In questo periodo in cui si celebrano i 700 anni dalla morte di Dante, non potevamo trascurare l’enorme influsso che la Divina Commedia ha avuto sull’opera di Borges. Borges lesse Dante in una edizione con testo a fronte in inglese e in italiano, e alla fine della Commedia si accorse che aveva imparato l’italiano. “Se mi dicessero di salvare un solo libro, salverei la Commedia”, ha detto in una intervista. L’intuizione geniale di Dante, ripresa da Borges, è quella di intendere la Teologia come un genere della letteratura fantastica.
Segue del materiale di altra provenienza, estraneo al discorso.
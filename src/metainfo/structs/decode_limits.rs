use serde::{Deserialize, Serialize};

/// Capacity ceilings applied while decoding metainfo.
///
/// Overflowing `max_name_length` or `max_piece_count` is fatal because the
/// name and piece table are required data. The other limits truncate with a
/// warning.
#[derive(Serialize, Deserialize, Debug, Clone, Copy, PartialEq, Eq)]
#[serde(default)]
pub struct DecodeLimits {
    pub max_files: usize,
    pub max_path_components: usize,
    pub max_announce_tiers: usize,
    pub max_trackers_per_tier: usize,
    pub max_name_length: usize,
    pub max_url_length: usize,
    pub max_piece_count: usize,
}
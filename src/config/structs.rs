//! Configuration data structures.
//!
//! Each struct corresponds to a section in the TOML configuration file.

/// Root configuration structure containing all settings.
pub mod configuration;

/// Session registry settings (tick interval, default size).
pub mod session_config;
Soltanto un grande scrittore come Borges poteva imbarcarsi nella grande impresa di scrivere niente meno che la Storia dell’eternità, che poi sarebbe in definitiva – a ben guardare – la storia dal punto di vista dei libri, il tentativo di trasformare l’intera realtà e l’intero universo in un libro, come scrisse Stephane Mallarmé, che confessò in una sua poesia di aver letto tutti i libri, e come Dante Alighieri nel famoso verso del Paradiso in cui descrive la rivelazione dell’Universo che “si squaderna”. Per Borges il tempo è finzione, la realtà stessa è finzione. Tutte le cose del mondo conducono a una citazione o a un libro. La verità del mondo, dell’Universo, va ricercata nei libri. Anche nelle opere di Galileo Galilei abbonda il concetto dell’Universo come libro. Grandi sono le meraviglie dell’Universo, dice Galileo nel Dialogo sopra i due massimi sistemi del Mondo (1632), ma l’invenzione più straordinaria di tutti i tempi è stata quella serie di segni – la scrittura – tramite i quali noi riusciamo a spiegare e a comunicare agli altri le leggi della fisica, il funzionamento dell’Universo. Eppure come fa un libro a contenere l’Universo, come fa la Storia a comprendere l’Eternità, come può un oggetto finito – oppure un periodo di tempo finito – comprendere l’infinito? Borges in questo libro ci dimostra, con una serie di argomentazioni e con una serie di dottissimi riferimenti bibliografici, che l’eternità è il modello e l’archetipo del tempo, un problema che ha assillato per secoli la Metafisica occidentale, e che è ancora oggi forse il problema più impellente per la fisica post-quantistica.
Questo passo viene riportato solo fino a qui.